With a thousand things to get done today and it being sooo hot, I thought I'd hit my local lake at daylight for a little topwater action. I picked up the first two bass within 50 yards of the boat ramp and then only managed one more in the next hour before having to head off for honey-do's. All were caught on a chug bug and I had 3-4 misses as well. Not too bad for a quickie. 
Kept these two for dinner.


----------



## makin moves (Mar 20, 2010)

Those should be nice and tasty. Thats a productive morning nice work


----------



## Gramps (Nov 1, 2007)

You've got it all in one photo! Boat, fish, and the obligatory Microskiff.com shirt! 

How do bass taste? I've never eaten them.


----------



## phishphood (Dec 15, 2006)

> You've got it all in one photo! Boat, fish, and the obligatory Microskiff.com shirt!
> 
> How do bass taste? I've never eaten them.
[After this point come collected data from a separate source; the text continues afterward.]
use std::path::PathBuf;
use tracing_appender::non_blocking::WorkerGuard;
use tracing_subscriber::{EnvFilter, fmt, prelude::*};

pub fn log_dir() -> PathBuf {
    dirs::home_dir()
        .unwrap_or_else(|| PathBuf::from("."))
        .join(".assetscope/logs")
}

/// Logs go to a daily rolling file and to stderr.
///
/// `RUST_LOG` wins when set; otherwise `verbose` selects `debug` over `info`.
/// The report itself is written to stdout by the caller, so stderr logging
/// never mixes into it.
pub fn init_logging(component: &str, verbose: bool) -> WorkerGuard {
    let log_dir = log_dir();
    let _ = std::fs::create_dir_all(&log_dir);

    // Creates files like cli.log.2024-01-21
    let file_appender = tracing_appender::rolling::daily(&log_dir, component);
    let (non_blocking, guard) = tracing_appender::non_blocking(file_appender);

    let default_level = if verbose { "debug" } else { "info" };
    let filter =
        EnvFilter::try_from_default_env().unwrap_or_else(|_| EnvFilter::new(default_level));

    let file_layer = fmt::layer()
        .with_writer(non_blocking)
        .with_ansi(false)
        .with_target(true);

    let stderr_layer = fmt::layer()
        .with_writer(std::io::stderr)
        .with_ansi(true)
        .with_target(false);

    tracing_subscriber::registry()
        .with(filter)
        .with(file_layer)
        .with(stderr_layer)
        .init();

    guard
}
use std::process::ExitCode;

fn main() -> ExitCode {
    assetscope_cli::run()
}
use super::index::PathIndex;
use std::path::{Path, PathBuf};
use tracing::debug;
use walkdir::WalkDir;

/// Plain directory tree, matched case-insensitively even on case-sensitive
/// filesystems.
#[derive(Debug, Clone)]
pub struct RawDirectory {
    root: PathBuf,
    index: PathIndex,
}

impl RawDirectory {
    /// Walks `root` once. Entries that cannot be read are skipped.
    pub fn index(root: &Path) -> Self {
        let mut index = PathIndex::default();
        for entry in WalkDir::new(root).min_depth(1).follow_links(true) {
            let entry = match entry {
                Ok(entry) => entry,
                Err(e) => {
                    debug!("Skipping unreadable entry under {}: {}", root.display(), e);
                    continue;
                }
            };
            if !entry.file_type().is_file() {
                continue;
            }
            let Ok(relative) = entry.path().strip_prefix(root) else {
                continue;
            };
            let relative: Vec<_> = relative
                .components()
                .map(|c| c.as_os_str().to_string_lossy())
                .collect();
            index.insert(&relative.join("/"));
        }

        Self {
            root: root.to_path_buf(),
            index,
        }
    }

    pub fn root(&self) -> &Path {
        &self.root
    }

    pub fn exists(&self, path: &str) -> bool {
        self.index.contains(path)
    }

    pub fn entries(&self) -> &PathIndex {
        &self.index
    }
}
//! Scene input for asset validation.
//!
//! Reads Hammer `.vmf` files and turns them into the asset references that
//! `assetscope-core` checks.

pub mod encoding;
pub mod error;
pub mod vmf;

pub use encoding::Encoding;
pub use error::{Result, SceneError};
pub use vmf::{Brush, Entity, Scene, Side};
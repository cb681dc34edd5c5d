use assetscope_core::install::{InstallLocator, LocatorStats};
use assetscope_core::{
    AppLocator, AssetKind, AssetReference, AssetscopeError, Config, MountDescriptor, MountResolver, Outcome,
    Validator, VirtualFileSystem,
};
use std::fs;
use std::path::{Path, PathBuf};
use tempfile::tempdir;

/// Fake Steam install: root with one library holding the given manifests.
struct SteamFixture {
    _temp: tempfile::TempDir,
    root: PathBuf,
    library: PathBuf,
}

impl SteamFixture {
    fn new() -> Self {
        let temp = tempdir().unwrap();
        let root = temp.path().join("steam");
        let library = temp.path().join("library");
        fs::create_dir_all(root.join("steamapps")).unwrap();
        fs::create_dir_all(library.join("steamapps/common")).unwrap();
        fs::write(
            root.join("steamapps/libraryfolders.vdf"),
            format!(
                "\"libraryfolders\"\n{{\n  \"0\"\n  {{\n    \"path\" \"{}\"\n  }}\n}}\n",
                library.display().to_string().replace('\\', "\\\\")
            ),
        )
        .unwrap();
        Self {
            _temp: temp,
            root,
            library,
        }
    }

    fn install(&self, app_id: u32, install_dir: &str, files: &[&str]) -> PathBuf {
        fs::write(
            self.library
                .join(format!("steamapps/appmanifest_{app_id}.acf")),
            format!("\"AppState\"\n{{\n  \"appid\" \"{app_id}\"\n  \"installdir\" \"{install_dir}\"\n}}\n"),
        )
        .unwrap();
        let dir = self.library.join("steamapps/common").join(install_dir);
        for file in files {
            let path = dir.join(file);
            fs::create_dir_all(path.parent().unwrap()).unwrap();
            fs::write(path, "").unwrap();
        }
        dir
    }

    fn broken_manifest(&self, app_id: u32) {
        fs::write(
            self.library
                .join(format!("steamapps/appmanifest_{app_id}.acf")),
            format!("\"AppState\" {{ \"appid\" \"{app_id}\" }}"),
        )
        .unwrap();
    }
}

#[test]
fn shared_app_id_is_located_once() {
    let steam = SteamFixture::new();
    let install = steam.install(220, "Half-Life 2", &["hl2/materials/brick/wall01.vmt"]);

    let locator = InstallLocator::new(Some(steam.root.clone()));
    let descriptors = vec![
        MountDescriptor::app("hl2", 220).with_submounts(["hl2"]),
        MountDescriptor::app("hl2-again", 220).with_submounts(["hl2", "episodic"]),
    ];
    let roots = MountResolver::new(&locator)
        .resolve(&descriptors, Path::new("/maps"))
        .unwrap();

    assert_eq!(roots.len(), 3);
    assert_eq!(roots[0].path, install.join("hl2"));
    assert_eq!(roots[2].path, install.join("episodic"));
    assert_eq!(
        locator.stats(),
        LocatorStats {
            disk_lookups: 1,
            cache_hits: 1
        }
    );
}

#[test]
fn manifest_without_installdir_aborts_before_mounting() {
    let steam = SteamFixture::new();
    steam.broken_manifest(620);

    let locator = InstallLocator::new(Some(steam.root.clone()));
    assert_eq!(locator.locate_app(620).unwrap(), None);

    let config = Config {
        steam_root: Some(steam.root.clone()),
        mounts: vec![MountDescriptor::app("portal2", 620).with_submounts(["portal2"])],
    };
    let err = VirtualFileSystem::from_config(&config, Path::new("/maps")).unwrap_err();

    assert!(err.is_configuration());
    assert!(matches!(
        err,
        AssetscopeError::AppNotFound { app_id: 620, .. }
    ));
    assert!(err.to_string().contains("620"));
}

#[test]
fn end_to_end_check_against_installed_app_and_local_content() {
    let steam = SteamFixture::new();
    steam.install(220, "Half-Life 2", &["hl2/materials/brick/wall01.vmt"]);

    let map_dir = tempdir().unwrap();
    let custom = map_dir.path().join("custom/models/props");
    fs::create_dir_all(&custom).unwrap();
    fs::write(custom.join("crate.mdl"), "").unwrap();

    let config_file = map_dir.path().join("paths.json");
    fs::write(
        &config_file,
        r#"{
            "hl2":    { "appid": 220, "mount": ["hl2"] },
            "custom": { "path": "${fileDir}/custom" }
        }"#,
    )
    .unwrap();

    let config = Config::load(Some(&config_file), &[], Some(steam.root.clone())).unwrap();
    let vfs = VirtualFileSystem::from_config(&config, map_dir.path()).unwrap();
    assert_eq!(vfs.backends().len(), 2);

    let references = vec![
        AssetReference::new(AssetKind::Texture, "BRICK/Wall01").with_count(3),
        AssetReference::new(AssetKind::Model, "models/props/crate.mdl"),
        AssetReference::new(AssetKind::Texture, "metal/floor02"),
    ];
    let report = Validator::new(&vfs).check(references);

    assert_eq!(report.outcome(), Outcome::Failure);
    let missing: Vec<_> = report
        .missing()
        .map(|f| f.reference.path.as_str())
        .collect();
    assert_eq!(missing, vec!["metal/floor02"]);
}

#[test]
fn missing_library_index_is_fatal_only_for_app_mounts() {
    let temp = tempdir().unwrap();
    let content = temp.path().join("content");
    fs::create_dir_all(&content).unwrap();

    let raw_only = Config {
        steam_root: Some(temp.path().join("no-steam")),
        mounts: vec![MountDescriptor::raw("content", content.to_string_lossy())],
    };
    assert!(VirtualFileSystem::from_config(&raw_only, temp.path()).is_ok());

    let with_app = Config {
        steam_root: Some(temp.path().join("no-steam")),
        mounts: vec![MountDescriptor::app("hl2", 220)],
    };
    let err = VirtualFileSystem::from_config(&with_app, temp.path()).unwrap_err();
    assert!(err.is_configuration());
    match &err {
        AssetscopeError::AppLookup { source, .. } => {
            assert!(matches!(**source, AssetscopeError::LibraryIndex { .. }));
        }
        other => panic!("unexpected error: {other}"),
    }
}

#[test]
fn library_index_failure_names_mount_and_app() {
    let temp = tempdir().unwrap();
    let config = Config {
        steam_root: Some(temp.path().join("no-steam")),
        mounts: vec![MountDescriptor::app("portal2", 620)],
    };

    let message = VirtualFileSystem::from_config(&config, temp.path())
        .unwrap_err()
        .to_string();
    assert!(message.contains("portal2"), "{message}");
    assert!(message.contains("620"), "{message}");
    assert!(message.contains("libraryfolders.vdf"), "{message}");
}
Shameless plugs all around. ;D ;D

As far as eating, I've always found them to be pretty good. They don't hold together too well on the grill, but fried or broiled have always turned out nicely. Pretty mild fish overall.


----------



## beavis (Dec 11, 2006)

what are you catching bait for?


----------



## tom_in_orl (Dec 9, 2006)

Very nice! RonW and I have been fishing the St. Johns near 46 bridge and getting the same results. Haven't tried a chug bug though.


----------



## MATT (Apr 30, 2007)

Good to see you back and posting all about your fish keeping trips...it takes the heat off me a little. I think you still owe me a ride on your new skiff......


----------



## mark_gardner (Mar 18, 2009)

nuthin' better than some fried bass and a big ol' glass of sweet tea mmmmmmmmgood  ;D


----------



## deerfly (Mar 10, 2007)

love the dead fish pic's  

ya need a couple dz panfish to complement the bass tho.


----------



## phishphood (Dec 15, 2006)

> love the dead fish pic's
> 
> ya need a couple dz panfish to complement the bass tho.
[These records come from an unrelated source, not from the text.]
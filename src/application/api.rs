// src/application/api.rs
//
// The façade handed to the UI layer.
// All fields are Arc-wrapped for sharing across tasks; every service shares
// one gateway, one object store and one event bus.

use std::sync::Arc;

use log::info;

use crate::backend::{
    MemoryBackend, MemoryObjectStore, ObjectStore, RestBackend, RestObjectStore, TableGateway,
};
use crate::config::{BackendConfig, DEFAULT_IMAGE_BUCKET};
use crate::error::AppResult;
use crate::events::EventBus;
use crate::repositories::{tables, RecordRepository, TableSpec};
use crate::services::{
    AppointmentService, DonationService, EmailCampaignService, EmailSubscriberService,
    EmailTemplateService, EventService, GalleryService, MemberService, PrayerRequestService,
    SermonService, SettingsService, StorageService, TestimonialService, UserService,
};

pub struct Api {
    pub event_bus: Arc<EventBus>,
    pub sermons: Arc<SermonService>,
    pub events: Arc<EventService>,
    pub members: Arc<MemberService>,
    pub gallery: Arc<GalleryService>,
    pub testimonials: Arc<TestimonialService>,
    pub prayer_requests: Arc<PrayerRequestService>,
    pub donations: Arc<DonationService>,
    pub users: Arc<UserService>,
    pub appointments: Arc<AppointmentService>,
    pub stripe_settings: Arc<SettingsService>,
    pub email_settings: Arc<SettingsService>,
    pub email_subscribers: Arc<EmailSubscriberService>,
    pub email_templates: Arc<EmailTemplateService>,
    pub email_campaigns: Arc<EmailCampaignService>,
    pub storage: Arc<StorageService>,
}

impl Api {
    /// Connect to the hosted backend described by `config`
    pub fn connect(config: &BackendConfig) -> AppResult<Self> {
        config.validate()?;
        let gateway = Arc::new(RestBackend::new(config)?);
        let store = Arc::new(RestObjectStore::new(config)?);
        info!("Connecting to backend at {}", config.url);

        Ok(Self::with_backends(
            gateway,
            store,
            Arc::new(EventBus::new()),
            config.image_bucket.clone(),
        ))
    }

    /// Everything in process memory; nothing leaves the machine
    pub fn in_memory() -> Self {
        Self::with_backends(
            Arc::new(MemoryBackend::new()),
            Arc::new(MemoryObjectStore::default()),
            Arc::new(EventBus::new()),
            DEFAULT_IMAGE_BUCKET,
        )
    }

    /// Wire every service onto the given backends
    pub fn with_backends(
        gateway: Arc<dyn TableGateway>,
        store: Arc<dyn ObjectStore>,
        event_bus: Arc<EventBus>,
        image_bucket: impl Into<String>,
    ) -> Self {
        let repo = |table: TableSpec| RecordRepository::new(table, Arc::clone(&gateway));

        Self {
            sermons: Arc::new(SermonService::new(repo(tables::SERMONS), event_bus.clone())),
            events: Arc::new(EventService::new(repo(tables::EVENTS), event_bus.clone())),
            members: Arc::new(MemberService::new(repo(tables::MEMBERS))),
            gallery: Arc::new(GalleryService::new(repo(tables::GALLERY), event_bus.clone())),
            testimonials: Arc::new(TestimonialService::new(repo(tables::TESTIMONIALS))),
            prayer_requests: Arc::new(PrayerRequestService::new(repo(tables::PRAYER_REQUESTS))),
            donations: Arc::new(DonationService::new(repo(tables::DONATIONS))),
            users: Arc::new(UserService::new(repo(tables::PROFILES))),
            appointments: Arc::new(AppointmentService::new(
                repo(tables::APPOINTMENTS),
                event_bus.clone(),
            )),
            stripe_settings: Arc::new(SettingsService::new(repo(tables::STRIPE_SETTINGS))),
            email_settings: Arc::new(SettingsService::new(repo(tables::EMAIL_SETTINGS))),
            email_subscribers: Arc::new(EmailSubscriberService::new(repo(
                tables::EMAIL_SUBSCRIBERS,
            ))),
            email_templates: Arc::new(EmailTemplateService::new(repo(tables::EMAIL_TEMPLATES))),
            email_campaigns: Arc::new(EmailCampaignService::new(repo(tables::EMAIL_CAMPAIGNS))),
            storage: Arc::new(StorageService::new(store, image_bucket)),
            event_bus,
        }
    }
}
// src/services/member_service.rs
use crate::backend::Filter;
use crate::domain::Record;
use crate::error::AppResult;
use crate::repositories::RecordRepository;
use crate::services::record_service::RecordService;

pub struct MemberService {
    records: RecordService,
}

impl MemberService {
    pub fn new(repo: RecordRepository) -> Self {
        Self {
            records: RecordService::new(repo),
        }
    }

    pub async fn list(&self) -> AppResult<Vec<Record>> {
        self.records.list().await
    }

    pub async fn list_where(
        &self,
        filters: Vec<Filter>,
        limit: Option<usize>,
    ) -> AppResult<Vec<Record>> {
        self.records.list_where(filters, limit).await
    }

    pub async fn get_by_id(&self, id: &str) -> AppResult<Record> {
        self.records.get_by_id(id).await
    }

    pub async fn create(&self, member: Record) -> AppResult<Record> {
        self.records.create(member).await
    }

    pub async fn update(&self, id: &str, changes: Record) -> AppResult<Record> {
        self.records.update(id, changes).await
    }

    pub async fn delete(&self, id: &str) -> AppResult<bool> {
        self.records.delete(id).await
    }
}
Now, you have to admit that I've been doing a lot better lately. ;D

Panfish are next on the list. What do they taste like?


----------



## deerfly (Mar 10, 2007)

> > love the dead fish pic's
> >
> > ya need a couple dz panfish to complement the bass tho.
> 
> ...


the obvious answer is chicken, unfortunately, in most places either the water they're caught in or mercury, just add salt and cajun seasoning to taste. 

Seriously though, gutted, scaled and deep fried bluegill, crappie and small bass are the chit, just gotta pick through the bigger bones a bit. Apparently larger bass (looks like you don't need to be concerned  ) can be used as thermometers in a pinch. 

http://research.myfwc.com/features/view_article.asp?id=24868
http://research.myfwc.com/features/view_article.asp?id=24902


----------



## phishphood (Dec 15, 2006)

> > > love the dead fish pic's
> > >
> > > ya need a couple dz panfish to complement the bass tho.
> >
> ...


You ever notice how one testicle is a little bit bigger than the other two? ;D
Mercury, it's what's for dinner.


----------



## HaMm3r (Dec 11, 2006)

First bass out of the caimen, Jason? Nice work finding some quick.


----------



## phishphood (Dec 15, 2006)

> First bass out of the caimen, Jason? Nice work finding some quick.


Yessir, first basses on the new boat. I think I'm going to start exploring the St Johns a bit more since it's so close. Wanna go?


----------



## Flyline (Mar 3, 2008)

sweet!  Lake Monroe has a big fat blueglill and warmouth killin them on the fly.  I'm going there this weekend.


----------



## HaMm3r (Dec 11, 2006)

> I think I'm going to start exploring the St Johns a bit more since it's so close. *Wanna go?*


Yes! Let me know next you're planning to go.


----------



## popcorn (Apr 11, 2010)

I like my bream fried "in the round". I take out the dorsal and anal fins and skin them with a peeler I got from Cabelas years ago. Nothing but the backbone and ribs to worry with. Those bass will be good fried too! They would never make it to the freezer!
Here is a local shellcracker








Still use crickets and a cane pole now and then.


----------